Saved entries
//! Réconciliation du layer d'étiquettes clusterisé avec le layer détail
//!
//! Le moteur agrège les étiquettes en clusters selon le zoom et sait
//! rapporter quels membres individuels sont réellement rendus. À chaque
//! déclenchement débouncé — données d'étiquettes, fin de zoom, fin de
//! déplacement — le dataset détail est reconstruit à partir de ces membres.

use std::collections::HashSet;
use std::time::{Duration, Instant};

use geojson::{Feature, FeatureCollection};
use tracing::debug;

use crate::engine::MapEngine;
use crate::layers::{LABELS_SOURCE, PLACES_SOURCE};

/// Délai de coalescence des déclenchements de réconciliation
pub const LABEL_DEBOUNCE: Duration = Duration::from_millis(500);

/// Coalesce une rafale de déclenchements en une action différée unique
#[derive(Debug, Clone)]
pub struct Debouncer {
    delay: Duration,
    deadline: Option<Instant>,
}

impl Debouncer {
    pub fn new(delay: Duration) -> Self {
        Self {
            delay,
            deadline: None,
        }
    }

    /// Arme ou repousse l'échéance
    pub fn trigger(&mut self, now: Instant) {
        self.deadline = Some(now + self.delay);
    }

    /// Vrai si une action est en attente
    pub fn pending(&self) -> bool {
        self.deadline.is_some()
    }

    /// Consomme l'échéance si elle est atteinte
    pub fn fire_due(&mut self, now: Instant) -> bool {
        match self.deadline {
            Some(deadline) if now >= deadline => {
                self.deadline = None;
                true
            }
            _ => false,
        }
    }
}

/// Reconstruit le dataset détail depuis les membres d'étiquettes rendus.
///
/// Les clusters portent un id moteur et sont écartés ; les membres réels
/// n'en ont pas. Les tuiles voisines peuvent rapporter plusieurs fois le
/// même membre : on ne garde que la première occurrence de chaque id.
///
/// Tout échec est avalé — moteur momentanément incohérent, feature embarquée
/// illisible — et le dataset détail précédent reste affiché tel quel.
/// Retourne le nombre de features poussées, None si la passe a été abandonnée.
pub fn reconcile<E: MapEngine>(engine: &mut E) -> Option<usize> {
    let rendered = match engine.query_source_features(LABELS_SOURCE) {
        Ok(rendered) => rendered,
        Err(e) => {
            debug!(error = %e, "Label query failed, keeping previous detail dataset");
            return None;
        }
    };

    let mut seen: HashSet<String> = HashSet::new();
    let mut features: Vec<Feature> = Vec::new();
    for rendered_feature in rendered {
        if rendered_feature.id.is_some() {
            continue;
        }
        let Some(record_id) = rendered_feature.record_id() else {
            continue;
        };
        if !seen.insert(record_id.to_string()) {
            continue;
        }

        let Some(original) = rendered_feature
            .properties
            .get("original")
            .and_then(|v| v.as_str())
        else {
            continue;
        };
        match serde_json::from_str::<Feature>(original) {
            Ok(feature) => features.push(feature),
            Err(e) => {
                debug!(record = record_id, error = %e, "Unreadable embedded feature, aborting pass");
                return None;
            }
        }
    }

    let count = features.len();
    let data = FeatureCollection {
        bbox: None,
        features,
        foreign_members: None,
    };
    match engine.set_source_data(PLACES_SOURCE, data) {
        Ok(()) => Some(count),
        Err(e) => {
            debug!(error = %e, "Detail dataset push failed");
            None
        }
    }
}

---

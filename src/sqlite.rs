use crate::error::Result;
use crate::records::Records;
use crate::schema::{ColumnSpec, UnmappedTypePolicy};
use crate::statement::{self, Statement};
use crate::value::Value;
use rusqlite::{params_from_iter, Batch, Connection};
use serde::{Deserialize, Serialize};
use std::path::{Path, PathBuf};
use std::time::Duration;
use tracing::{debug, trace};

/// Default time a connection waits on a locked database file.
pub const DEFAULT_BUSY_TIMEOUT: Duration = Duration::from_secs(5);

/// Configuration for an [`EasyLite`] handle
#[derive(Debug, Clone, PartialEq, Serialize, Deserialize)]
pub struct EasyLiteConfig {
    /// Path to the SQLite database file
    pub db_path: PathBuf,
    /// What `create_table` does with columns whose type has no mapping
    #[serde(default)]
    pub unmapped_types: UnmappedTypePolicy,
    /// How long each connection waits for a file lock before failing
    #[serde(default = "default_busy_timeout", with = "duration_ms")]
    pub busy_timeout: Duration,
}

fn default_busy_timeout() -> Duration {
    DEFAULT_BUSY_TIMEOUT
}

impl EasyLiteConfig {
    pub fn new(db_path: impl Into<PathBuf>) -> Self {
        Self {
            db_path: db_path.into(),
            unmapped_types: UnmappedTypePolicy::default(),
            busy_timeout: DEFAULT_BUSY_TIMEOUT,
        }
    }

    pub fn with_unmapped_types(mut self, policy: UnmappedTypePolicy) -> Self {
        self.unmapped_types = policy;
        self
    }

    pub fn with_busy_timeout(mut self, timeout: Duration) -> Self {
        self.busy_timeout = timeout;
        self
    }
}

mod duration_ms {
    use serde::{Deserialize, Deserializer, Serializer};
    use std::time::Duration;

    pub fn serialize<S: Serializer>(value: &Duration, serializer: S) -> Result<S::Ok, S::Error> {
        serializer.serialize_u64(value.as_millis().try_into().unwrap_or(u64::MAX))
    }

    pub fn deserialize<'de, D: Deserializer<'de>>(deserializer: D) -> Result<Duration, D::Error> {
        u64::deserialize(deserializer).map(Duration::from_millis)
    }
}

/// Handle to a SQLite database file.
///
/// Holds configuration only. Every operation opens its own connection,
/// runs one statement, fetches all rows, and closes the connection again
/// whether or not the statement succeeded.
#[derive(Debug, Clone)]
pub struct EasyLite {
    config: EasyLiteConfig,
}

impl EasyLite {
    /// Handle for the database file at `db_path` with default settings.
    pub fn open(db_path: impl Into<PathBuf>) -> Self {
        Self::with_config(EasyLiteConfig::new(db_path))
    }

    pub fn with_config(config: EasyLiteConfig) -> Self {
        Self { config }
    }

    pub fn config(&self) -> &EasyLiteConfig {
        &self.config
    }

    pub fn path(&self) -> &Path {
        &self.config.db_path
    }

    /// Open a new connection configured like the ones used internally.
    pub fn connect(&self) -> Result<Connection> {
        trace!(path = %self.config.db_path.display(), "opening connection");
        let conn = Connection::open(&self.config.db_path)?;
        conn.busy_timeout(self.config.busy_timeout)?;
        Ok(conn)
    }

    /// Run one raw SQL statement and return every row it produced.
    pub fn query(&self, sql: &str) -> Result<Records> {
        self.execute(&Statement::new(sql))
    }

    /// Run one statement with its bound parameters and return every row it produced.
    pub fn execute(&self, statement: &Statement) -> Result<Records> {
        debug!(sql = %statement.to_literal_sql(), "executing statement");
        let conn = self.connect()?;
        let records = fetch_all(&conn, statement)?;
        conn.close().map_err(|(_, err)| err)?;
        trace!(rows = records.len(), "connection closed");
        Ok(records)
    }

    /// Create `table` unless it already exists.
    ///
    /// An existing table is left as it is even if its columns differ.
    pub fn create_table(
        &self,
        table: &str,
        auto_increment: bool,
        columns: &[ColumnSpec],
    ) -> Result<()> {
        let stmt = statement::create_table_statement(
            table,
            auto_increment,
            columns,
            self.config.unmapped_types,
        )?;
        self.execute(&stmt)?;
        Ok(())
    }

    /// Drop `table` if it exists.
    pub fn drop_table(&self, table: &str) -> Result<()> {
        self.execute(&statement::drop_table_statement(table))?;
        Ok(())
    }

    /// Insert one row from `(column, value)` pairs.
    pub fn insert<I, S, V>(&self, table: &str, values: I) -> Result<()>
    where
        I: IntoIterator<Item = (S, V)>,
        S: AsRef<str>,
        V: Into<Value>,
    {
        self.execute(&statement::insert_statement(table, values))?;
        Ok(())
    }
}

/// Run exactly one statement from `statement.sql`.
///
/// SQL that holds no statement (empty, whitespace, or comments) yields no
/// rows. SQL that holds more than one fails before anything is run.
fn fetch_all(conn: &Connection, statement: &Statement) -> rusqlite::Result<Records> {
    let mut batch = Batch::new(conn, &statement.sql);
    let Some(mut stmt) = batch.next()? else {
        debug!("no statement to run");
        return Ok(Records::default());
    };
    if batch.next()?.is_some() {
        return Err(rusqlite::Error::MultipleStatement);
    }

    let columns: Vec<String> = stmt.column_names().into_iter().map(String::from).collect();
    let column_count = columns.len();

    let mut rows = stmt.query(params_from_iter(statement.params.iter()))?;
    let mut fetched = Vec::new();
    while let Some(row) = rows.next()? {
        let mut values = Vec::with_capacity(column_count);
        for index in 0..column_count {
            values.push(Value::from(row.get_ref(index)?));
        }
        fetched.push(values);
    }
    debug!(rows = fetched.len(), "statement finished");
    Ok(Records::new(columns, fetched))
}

**WHAT YOU WILL DO**. Every line in the data above that contains the word "rapporter" should be copied.

**REPLY TO THE EXERCISE**.
//! rapporter quels membres individuels sont réellement rendus. À chaque
/// n'en ont pas. Les tuiles voisines peuvent rapporter plusieurs fois le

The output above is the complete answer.